相変わらず渋い、年輪を感じる語りは、師匠からの上下のご指導なども何のその、マイペースながらの噺に仕上げました。
稽古の最初の頃は、長い噺をカットして作り上げるのに苦労されていました。

千早亭で死神や幽霊ものと言えば・・・「百人(ももと)」さん。
今回も、「へっつい幽霊」ならぬ「火鉢の幽霊」です。
師匠から、へっついは現代には分からなくなってしまったからと言われ、長火鉢にしたというものです。
・・・長火鉢も、へっついほどではないにしろ、分からなくなりつつあると思いますが・・・。
まぁ、いいか。
今回は、いつものコミカルなものと異なって、やや噺作りにご苦労されていたようでした。
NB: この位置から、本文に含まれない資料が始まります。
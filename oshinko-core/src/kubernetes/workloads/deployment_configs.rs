//! DeploymentConfig operations
//!
//! DeploymentConfigs are OpenShift deployment templates
//! (`apps.openshift.io/v1`). k8s-openapi has no typed model for them, so
//! they are handled as dynamic objects.

use async_trait::async_trait;
use kube::api::{
    Api, ApiResource, DeleteParams, DynamicObject, GroupVersionKind, ListParams, PostParams,
};
use oshinko_common::ResourceKind;

use crate::kubernetes::client::K8sClient;
use crate::kubernetes::error::{K8sError, K8sResult};
use crate::kubernetes::resources::{ManagedObject, ResourceClient};
use crate::kubernetes::selector::Selector;

const GROUP: &str = "apps.openshift.io";
const VERSION: &str = "v1";
const KIND: &str = "DeploymentConfig";
const PLURAL: &str = "deploymentconfigs";

impl ManagedObject for DynamicObject {
    fn name(&self) -> &str {
        self.metadata.name.as_deref().unwrap_or_default()
    }
}

/// DeploymentConfig client bound to a kube connection
#[derive(Debug, Clone)]
pub struct DeploymentConfigClient {
    client: K8sClient,
    resource: ApiResource,
}

impl DeploymentConfigClient {
    pub fn new(client: K8sClient) -> Self {
        let gvk = GroupVersionKind::gvk(GROUP, VERSION, KIND);
        Self {
            client,
            resource: ApiResource::from_gvk_with_plural(&gvk, PLURAL),
        }
    }

    fn api(&self, namespace: &str) -> Api<DynamicObject> {
        Api::namespaced_with(self.client.inner().clone(), namespace, &self.resource)
    }
}

#[async_trait]
impl ResourceClient for DeploymentConfigClient {
    type Object = DynamicObject;

    fn kind(&self) -> ResourceKind {
        ResourceKind::DeploymentConfig
    }

    async fn list(&self, namespace: &str, selector: &Selector) -> K8sResult<Vec<Self::Object>> {
        let lp = ListParams::default().labels(&selector.to_string());
        let list = self.api(namespace).list(&lp).await?;

        Ok(list.items)
    }

    async fn get(&self, namespace: &str, name: &str) -> K8sResult<Self::Object> {
        Ok(self.api(namespace).get(name).await?)
    }

    async fn update(&self, namespace: &str, object: &Self::Object) -> K8sResult<Self::Object> {
        let name = object
            .metadata
            .name
            .as_deref()
            .ok_or_else(|| K8sError::Internal("deployment config has no name".to_string()))?;

        let updated = self
            .api(namespace)
            .replace(name, &PostParams::default(), object)
            .await?;

        Ok(updated)
    }

    async fn delete(&self, namespace: &str, name: &str) -> K8sResult<()> {
        self.api(namespace)
            .delete(name, &DeleteParams::default())
            .await?;

        Ok(())
    }
}

#[cfg(test)]
mod tests {
    use super::*;

    #[test]
    fn test_dynamic_object_name() {
        let obj: DynamicObject = serde_json::from_value(serde_json::json!({
            "apiVersion": "apps.openshift.io/v1",
            "kind": "DeploymentConfig",
            "metadata": {"name": "spark1-m", "labels": {"cluster-name": "spark1"}},
            "spec": {"replicas": 1}
        }))
        .unwrap();

        assert_eq!(ManagedObject::name(&obj), "spark1-m");
    }

    #[test]
    fn test_api_resource_coordinates() {
        let gvk = GroupVersionKind::gvk(GROUP, VERSION, KIND);
        let ar = ApiResource::from_gvk_with_plural(&gvk, PLURAL);
        assert_eq!(ar.api_version, "apps.openshift.io/v1");
        assert_eq!(ar.plural, "deploymentconfigs");
    }
}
今日の"メインディッシュ"は、早千(はやち)さんの「子別れ」。
師匠が絶賛されたとおり、演劇の経験もあり、今やシャンソン歌手でもある早千さんの人柄や思いが込められていました。
驚いたことに、開演当座は空席も目立っていたのですが、早千さんが終わる仲入り頃にはほぼ満席になりました。

いやぁ、上手くなりました。軽太さんの「味噌豆」。
4年前には、小噺にも苦戦していたのを思うと、自分で考えたマクラなど、隔世の感があります。
この4年間に結婚して、この秋には待望の赤ちゃんが生まれるそうです。
こういう人生経験も、かれの話芸に重厚さと説得力を加えているんだと思います。

仲入り後は、会長の三十一(みそひと)さんの「火焔太鼓」から。
実に楽しそうにお演りになっています。
師匠からいじられる、長屋の住人のようなキャラクターを十分に発揮して、大受けの高座でした。
仲入り後からは、お客さまが帰り始めて、空席が増えるものですが、なぜか今回は、まだ増えつつある感じです。
ありがとうございます。

・・・そして、千早亭永久の「通夜の猫」。
今回は、早々に早千さんが「子別れ」、竜太楼さんが何と「芝浜」を宣言されてしまつったので、ちょっと遠慮することにして、選んだのがこの噺です。
この噺の与太郎と大家さんのやりとりが好きで、師匠が「猫怪談」を手直ししてくださったのを、心を込めてやってみました。
稽古不足は否めませんが、それなりの与太郎を表現することが出来たのではと思います。
この噺も、大作ではありませんが、大切にしたい噺です。
そう、ちょうど「三味線栗毛」や「鬼子母神藪中の蕎麦」のような。

私の次は、ワッフルさんの「金明竹」。
とにかく前向きで、精力的なワッフルさんですが、ちょっと前に師匠もご指摘されていたのですが、落語への"慣れ"がやや気がかり。
芝居好きなワッフルさんは、場を盛り上げるために、登場するメンバー全員に「待ってました!○○!」と、声をかけていました。
聞いていて、あまり品が良いとも思えないので、「私の時はやめてください」と言おうかと思いましたが・・・、まぁ気分よくやっているみたいなので。

噺の後は、吉窓さんから習っているかっぽれで、会場を和ませてくださいました。
そして、メンバーの殿は、竜太楼さんの「芝浜」。
早千さんの「子別れ」も、この「芝浜」も、私もいつかはやってみたい噺ですが、まだ時期尚早だと、遠慮していたら・・・、先を越されてしまいました。
竜太楼さんらしい世界が広がっていて、大勢ご来場されていた竜太楼さんのお客さんも、さぞやご満足だったでしょう。
先週「試し酒」で今回が「芝浜」と、私と同様の2週連続の高座でしたが、私のように泣き言も言わず、淡々としていたのは立派だと思います。
師匠が高座に上がったのは、もう6時をかなり過ぎていました。
2時からですから4時間以上・・・・。
にもかかわらず、忍耐力のあるお客さまはほぼ満席のまま残っていてくださいました。
80席でしたから、のべ入場者100名を超えたものと思います。
師匠は、熊本の民話から創作された「おはぎ大好き」でした。

師匠の噺の後、いつものように全員が前に出て、師匠から一言寸評をいただき、長い落語会は大盛況のうちにお開きになりました。